Inspired by fellow #Compelledtribe blog members, Jon Harper and Starr Sackstein, and Jon’s podcast, My Bad, our tribe of edubloggers are taking on the leadership challenge to “Mess up, fess up.” The hardest part of this challenge was to choose which mistake to write about and share. I make mistakes all of the time! Since so much of my focus is on learning to be a better leader, I thought I’d write about one of my epic fails as a “leader”.

As a new teacher, I had the opportunity to be a team leader, and I made a huge mistake! I made being the “leader” more about me than those I was supposed to serve. My motives were selfish. I wanted to prove my leadership ability and competence as if it were some sort of competition. I failed to trust my team. I neglected to see their strengths.

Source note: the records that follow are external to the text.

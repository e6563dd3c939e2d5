//! Result type of nearest-neighbor queries.

/// The entries surrounding a query key.
///
/// Either `exact` is set (the key is stored) and both neighbors are absent,
/// or `exact` is absent and `lower`/`upper` hold the greatest entry below
/// and the least entry above the query. A neighbor is absent when the
/// query lies beyond that end of the tree.
#[derive(Debug, Clone, PartialEq, Eq)]
pub struct Nearest<E> {
    /// Entry equal to the query key
    pub exact: Option<E>,
    /// Greatest entry less than the query key
    pub lower: Option<E>,
    /// Least entry greater than the query key
    pub upper: Option<E>,
}

impl<E> Default for Nearest<E> {
    fn default() -> Self {
        Self {
            exact: None,
            lower: None,
            upper: None,
        }
    }
}

impl<E> Nearest<E> {
    pub(crate) fn exact(entry: E) -> Self {
        Self {
            exact: Some(entry),
            lower: None,
            upper: None,
        }
    }

    pub(crate) fn between(lower: Option<E>, upper: Option<E>) -> Self {
        Self {
            exact: None,
            lower,
            upper,
        }
    }

    /// Check if nothing is stored near the key (the tree is empty)
    pub fn is_empty(&self) -> bool {
        self.exact.is_none() && self.lower.is_none() && self.upper.is_none()
    }

    /// Both neighbors are known, or the key itself was found
    pub(crate) fn is_resolved(&self) -> bool {
        self.exact.is_some() || (self.lower.is_some() && self.upper.is_some())
    }

    /// Apply a function to every present entry
    pub fn map<F, R>(self, mut f: F) -> Nearest<R>
    where
        F: FnMut(E) -> R,
    {
        Nearest {
            exact: self.exact.map(&mut f),
            lower: self.lower.map(&mut f),
            upper: self.upper.map(&mut f),
        }
    }
}
//! Error types for the ordered containers.

use thiserror::Error;

/// Result type alias for tree operations
pub type Result<T> = std::result::Result<T, TreeError>;

/// Errors that can occur when using a tree
#[derive(Error, Debug)]
pub enum TreeError {
    /// A caller-supplied argument cannot be used
    #[error("Invalid argument: {0}")]
    InvalidArgument(String),

    /// The tree is in a state that forbids the operation
    /// (e.g. a mutation while a traversal is active)
    #[error("Illegal state: {0}")]
    IllegalState(String),

    /// Diagnostic export could not be serialized
    #[error("Serialization error: {0}")]
    Serialization(#[from] serde_json::Error),
}

impl TreeError {
    /// Create an invalid argument error
    pub fn invalid_argument(msg: impl Into<String>) -> Self {
        Self::InvalidArgument(msg.into())
    }

    /// Create an illegal state error
    pub fn illegal_state(msg: impl Into<String>) -> Self {
        Self::IllegalState(msg.into())
    }

    /// Check whether this error was caused by a mutation during iteration
    pub fn is_illegal_state(&self) -> bool {
        matches!(self, Self::IllegalState(_))
    }
}

#[cfg(test)]
mod tests {
    use super::*;

    #[test]
    fn test_error_messages() {
        let err = TreeError::illegal_state("modification during iteration");
        assert_eq!(err.to_string(), "Illegal state: modification during iteration");
        assert!(err.is_illegal_state());

        let err = TreeError::invalid_argument("bad config");
        assert_eq!(err.to_string(), "Invalid argument: bad config");
        assert!(!err.is_illegal_state());
    }
}
//! B+tree node: entries live in leaves, internal keys only route.
//!
//! Leaves hold `keys[i] -> values[i]`. An internal node holds routing keys
//! and `keys.len() + 1` children; every key in `children[i]` is less than
//! `keys[i]` and every key in `children[i + 1]` is at least `keys[i]`.
//! A routing key is a copy of the first key of its right subtree at the
//! time it was created and is not updated when that entry is removed later.

use crate::types::{exceeds_upper, Comparable, Halt, Nearest, NodeLimits};
use std::cmp::Ordering;
use std::mem;
use std::ops::ControlFlow;

/// Borrowed leaf entry
pub(crate) type Entry<'a, K, V> = (&'a K, &'a V);

#[derive(Debug)]
pub(crate) struct Node<K, V> {
    pub(super) keys: Vec<K>,
    /// Empty for internal nodes
    pub(super) values: Vec<V>,
    /// Empty for leaves
    pub(super) children: Vec<Node<K, V>>,
}

pub(crate) struct Split<K, V> {
    pub separator: K,
    pub right: Node<K, V>,
}

pub(crate) enum InsertOutcome<K, V> {
    Updated,
    Inserted(Option<Split<K, V>>),
}

impl<K, V> Node<K, V> {
    pub(crate) fn new_leaf(limits: NodeLimits) -> Self {
        Self {
            keys: Vec::with_capacity(limits.max_keys + 1),
            values: Vec::with_capacity(limits.max_keys + 1),
            children: Vec::new(),
        }
    }

    pub(crate) fn new_root(left: Self, separator: K, right: Self, limits: NodeLimits) -> Self {
        let mut keys = Vec::with_capacity(limits.max_keys + 1);
        keys.push(separator);
        let mut children = Vec::with_capacity(limits.max_keys + 2);
        children.push(left);
        children.push(right);
        Self {
            keys,
            values: Vec::new(),
            children,
        }
    }

    pub(crate) fn len(&self) -> usize {
        self.keys.len()
    }

    pub(crate) fn is_leaf(&self) -> bool {
        self.children.is_empty()
    }

    pub(crate) fn into_only_child(mut self) -> Self {
        debug_assert!(self.keys.is_empty() && self.children.len() == 1);
        self.children.swap_remove(0)
    }

    pub(crate) fn height(&self) -> usize {
        let mut height = 1;
        let mut node = self;
        while let Some(child) = node.children.first() {
            height += 1;
            node = child;
        }
        height
    }

    fn entry(&self, index: usize) -> Entry<'_, K, V> {
        (&self.keys[index], &self.values[index])
    }

    /// Index of the first key `>= key`, or `len()` if there is none
    pub(crate) fn find_insertion_point<Q>(&self, key: &Q) -> usize
    where
        Q: Comparable<K> + ?Sized,
    {
        self.keys
            .partition_point(|k| key.compare(k) == Ordering::Greater)
    }

    /// Child whose key range contains `key`
    pub(crate) fn child_index<Q>(&self, key: &Q) -> usize
    where
        Q: Comparable<K> + ?Sized,
    {
        self.keys
            .partition_point(|k| key.compare(k) != Ordering::Less)
    }

    /// Leaf slot holding `key`
    fn position<Q>(&self, key: &Q) -> Result<usize, usize>
    where
        Q: Comparable<K> + ?Sized,
    {
        let index = self.find_insertion_point(key);
        match self.keys.get(index) {
            Some(k) if key.compare(k) == Ordering::Equal => Ok(index),
            _ => Err(index),
        }
    }

    fn leaf_for<Q>(&self, key: &Q) -> &Self
    where
        Q: Comparable<K> + ?Sized,
    {
        let mut node = self;
        while !node.is_leaf() {
            node = &node.children[node.child_index(key)];
        }
        node
    }

    pub(crate) fn get<Q>(&self, key: &Q) -> Option<Entry<'_, K, V>>
    where
        Q: Comparable<K> + ?Sized,
    {
        let leaf = self.leaf_for(key);
        leaf.position(key).ok().map(|index| leaf.entry(index))
    }

    pub(crate) fn min(&self) -> Option<Entry<'_, K, V>> {
        let mut node = self;
        while let Some(child) = node.children.first() {
            node = child;
        }
        (!node.keys.is_empty()).then(|| node.entry(0))
    }

    pub(crate) fn max(&self) -> Option<Entry<'_, K, V>> {
        let mut node = self;
        while let Some(child) = node.children.last() {
            node = child;
        }
        node.keys.len().checked_sub(1).map(|last| node.entry(last))
    }

    pub(crate) fn nearest<Q>(&self, key: &Q) -> Nearest<Entry<'_, K, V>>
    where
        Q: Comparable<K> + ?Sized,
    {
        if self.is_leaf() {
            return match self.position(key) {
                Ok(index) => Nearest::exact(self.entry(index)),
                Err(index) => Nearest::between(
                    index.checked_sub(1).map(|below| self.entry(below)),
                    (index < self.len()).then(|| self.entry(index)),
                ),
            };
        }

        let index = self.child_index(key);
        let mut nearest = self.children[index].nearest(key);
        if nearest.is_resolved() {
            return nearest;
        }

        // A missing side lies in the adjacent subtree
        if nearest.lower.is_none() && index > 0 {
            nearest.lower = self.children[index - 1].nearest(key).lower;
        }
        if nearest.upper.is_none() && index < self.len() {
            nearest.upper = self.children[index + 1].nearest(key).upper;
        }
        nearest
    }

    pub(crate) fn visit<Q, F>(
        &self,
        lower: Option<&Q>,
        upper: Option<&Q>,
        max_inclusive: bool,
        visitor: &mut F,
    ) -> ControlFlow<Halt>
    where
        Q: Comparable<K> + ?Sized,
        F: FnMut(&K, &V) -> ControlFlow<()>,
    {
        if self.is_leaf() {
            let start = lower.map_or(0, |key| self.find_insertion_point(key));
            for index in start..self.len() {
                let (key, value) = self.entry(index);
                if exceeds_upper(upper, key, max_inclusive) {
                    return ControlFlow::Break(Halt::UpperBound);
                }
                if visitor(key, value).is_break() {
                    return ControlFlow::Break(Halt::Visitor);
                }
            }
        } else {
            let start = lower.map_or(0, |key| self.child_index(key));
            for child in &self.children[start..] {
                child.visit(lower, upper, max_inclusive, visitor)?;
            }
        }
        ControlFlow::Continue(())
    }
}

impl<K: Clone, V> Node<K, V> {
    pub(crate) fn remove_min(&mut self, limits: NodeLimits) -> Option<(K, V)> {
        if self.is_leaf() {
            if self.keys.is_empty() {
                return None;
            }
            return Some((self.keys.remove(0), self.values.remove(0)));
        }
        let removed = self.children[0].remove_min(limits);
        if removed.is_some() {
            self.rebalance(0, limits);
        }
        removed
    }

    pub(crate) fn remove_max(&mut self, limits: NodeLimits) -> Option<(K, V)> {
        if self.is_leaf() {
            let key = self.keys.pop()?;
            let value = self.values.pop().expect("leaf keys and values have equal length");
            return Some((key, value));
        }
        let last = self.len();
        let removed = self.children[last].remove_max(limits);
        if removed.is_some() {
            self.rebalance(last, limits);
        }
        removed
    }

    pub(crate) fn remove<Q>(&mut self, key: &Q, limits: NodeLimits) -> Option<(K, V)>
    where
        Q: Comparable<K> + ?Sized,
    {
        if self.is_leaf() {
            let index = self.position(key).ok()?;
            return Some((self.keys.remove(index), self.values.remove(index)));
        }

        let index = self.child_index(key);
        let removed = self.children[index].remove(key, limits);
        if removed.is_some() {
            self.rebalance(index, limits);
        }
        removed
    }

    fn rebalance(&mut self, index: usize, limits: NodeLimits) {
        if self.children[index].len() >= limits.min_keys {
            return;
        }

        let has_left = index > 0;
        let has_right = index < self.len();

        if has_left && self.children[index - 1].len() > limits.min_keys {
            self.borrow_from_left(index);
        } else if has_right && self.children[index + 1].len() > limits.min_keys {
            self.borrow_from_right(index);
        } else if has_left {
            self.merge(index - 1);
        } else if has_right {
            self.merge(index);
        } else {
            panic!("underflow in child {index} of a node without siblings");
        }
    }

    fn borrow_from_left(&mut self, index: usize) {
        let (before, after) = self.children.split_at_mut(index);
        let left = &mut before[index - 1];
        let child = &mut after[0];

        let moved = left.keys.pop().expect("left sibling has keys to lend");
        if child.is_leaf() {
            // The moved entry becomes the child's first key
            let value = left.values.pop().expect("leaf keys and values have equal length");
            self.keys[index - 1] = moved.clone();
            child.keys.insert(0, moved);
            child.values.insert(0, value);
        } else {
            let separator = mem::replace(&mut self.keys[index - 1], moved);
            child.keys.insert(0, separator);
            let grandchild = left.children.pop().expect("internal sibling has children");
            child.children.insert(0, grandchild);
        }
    }

    fn borrow_from_right(&mut self, index: usize) {
        let (before, after) = self.children.split_at_mut(index + 1);
        let child = &mut before[index];
        let right = &mut after[0];

        let moved = right.keys.remove(0);
        if child.is_leaf() {
            child.keys.push(moved);
            child.values.push(right.values.remove(0));
            self.keys[index] = right.keys[0].clone();
        } else {
            let separator = mem::replace(&mut self.keys[index], moved);
            child.keys.push(separator);
            child.children.push(right.children.remove(0));
        }
    }

    /// Merge `children[index + 1]` into `children[index]`
    fn merge(&mut self, index: usize) {
        let right = self.children.remove(index + 1);
        let separator = self.keys.remove(index);
        let left = &mut self.children[index];

        // Leaves drop the routing key, internal nodes pull it down
        if !left.is_leaf() {
            left.keys.push(separator);
        }
        left.keys.extend(right.keys);
        left.values.extend(right.values);
        left.children.extend(right.children);

        tracing::trace!(merged_len = left.keys.len(), "merged b+tree nodes");
    }
}

impl<K: Ord + Clone, V> Node<K, V> {
    pub(crate) fn insert_or_update(&mut self, key: K, value: V, limits: NodeLimits) -> InsertOutcome<K, V> {
        if self.is_leaf() {
            match self.position(&key) {
                Ok(index) => {
                    self.keys[index] = key;
                    self.values[index] = value;
                    return InsertOutcome::Updated;
                }
                Err(index) => {
                    self.keys.insert(index, key);
                    self.values.insert(index, value);
                }
            }
        } else {
            let index = self.child_index(&key);
            match self.children[index].insert_or_update(key, value, limits) {
                InsertOutcome::Inserted(Some(Split { separator, right })) => {
                    self.keys.insert(index, separator);
                    self.children.insert(index + 1, right);
                }
                outcome => return outcome,
            }
        }

        let split = (self.len() > limits.max_keys).then(|| self.split(limits));
        InsertOutcome::Inserted(split)
    }

    /// Move the upper half into a new sibling. A leaf keeps its median in
    /// the right half and copies it up; an internal node moves it up.
    fn split(&mut self, limits: NodeLimits) -> Split<K, V> {
        let left_len = (self.len() - 1) / 2;

        if self.is_leaf() {
            let mut right = Node::new_leaf(limits);
            right.keys.extend(self.keys.drain(left_len..));
            right.values.extend(self.values.drain(left_len..));
            let separator = right.keys[0].clone();
            return Split { separator, right };
        }

        let mut keys = Vec::with_capacity(limits.max_keys + 1);
        keys.extend(self.keys.drain(left_len + 1..));
        let mut children = Vec::with_capacity(limits.max_keys + 2);
        children.extend(self.children.drain(left_len + 1..));
        let separator = self.keys.pop().expect("split node holds its median");
        Split {
            separator,
            right: Node {
                keys,
                values: Vec::new(),
                children,
            },
        }
    }
}

#[cfg(feature = "diagnostics")]
impl<K: std::fmt::Debug, V: std::fmt::Debug> Node<K, V> {
    pub(crate) fn snapshot(&self) -> crate::diagnostics::TreeNode {
        crate::diagnostics::TreeNode {
            is_leaf: self.is_leaf(),
            keys: self.keys.iter().map(|key| format!("{key:?}")).collect(),
            values: self.values.iter().map(|value| format!("{value:?}")).collect(),
            children: self.children.iter().map(Node::snapshot).collect(),
        }
    }
}

#[cfg(test)]
impl<K: Ord + std::fmt::Debug, V> Node<K, V> {
    /// Check ordering, routing, occupancy and equal leaf depth; returns
    /// `(entry count, leaf depth)` of the subtree
    pub(crate) fn check_invariants(&self, limits: NodeLimits, is_root: bool) -> (usize, usize) {
        assert!(self.len() <= limits.max_keys, "node overfull: {:?}", self.keys);
        if !is_root {
            assert!(self.len() >= limits.min_keys, "node underfull: {:?}", self.keys);
        }
        assert!(
            self.keys.windows(2).all(|pair| pair[0] < pair[1]),
            "keys not strictly increasing: {:?}",
            self.keys
        );

        if self.is_leaf() {
            assert_eq!(self.keys.len(), self.values.len());
            return (self.len(), 1);
        }

        assert!(self.values.is_empty());
        assert_eq!(self.children.len(), self.len() + 1);
        let mut total = 0;
        let mut depth = None;
        for (index, child) in self.children.iter().enumerate() {
            if index > 0 {
                let separator = &self.keys[index - 1];
                assert!(child.min().is_some_and(|(min, _)| min >= separator));
            }
            if let Some(separator) = self.keys.get(index) {
                assert!(child.max().is_some_and(|(max, _)| max < separator));
            }
            let (count, child_depth) = child.check_invariants(limits, false);
            total += count;
            match depth {
                None => depth = Some(child_depth),
                Some(expected) => assert_eq!(expected, child_depth, "leaves at unequal depth"),
            }
        }
        (total, depth.unwrap_or(0) + 1)
    }
}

Instead of learning from their experiences, I judged them and didn’t give them credit for the good things happening in their classrooms. My whole mindset was, “If you want something done right, you have to do it yourself!” I was not patient, and I became more of a micro-manager. UGH! The thought of that just makes me cringe! My ego also got the best of me. I “knew” I was a good teacher and the accolades and recognition only fed my own ego. Perhaps I was an okay manager, but I was a terrible leader! I needed some serious intervention!

Life is a good teacher. The challenges we face and overcome mold and shape us. I’ve learned a lot about leadership over the years. And the more I learn, the more I realize I need to learn.

Leadership is not about a title, position, or authority. Leadership is about influence and serving others. It’s about inspiring greatness, empowering, and developing more leaders. Leadership is about learning and growing together. Leadership is about people.

I learned a painful lesson about what leadership is and isn’t. I’m lucky that I learned it quickly and early in my career. But, I have so much more to learn! I’m grateful that I’m surrounded by leadership giants who are teaching me through their modeling, vulnerability, and commitment to helping others (me) grow. 

1 comment:

  1. Sandy, such important learning that never stops. Every time I am in an "official" leadership position I realize that my job is to empower others not give myself more power. In fact, I see that as my role whether or not I am in a stipend position as a teacher leader. If we are honest with ourselves, then everyone should be a teacher leader. We all have strengths to offer our colleagues. Sometimes we make mistakes; I know I did/do, but it's the learning around it that's important. Thanks for sharing.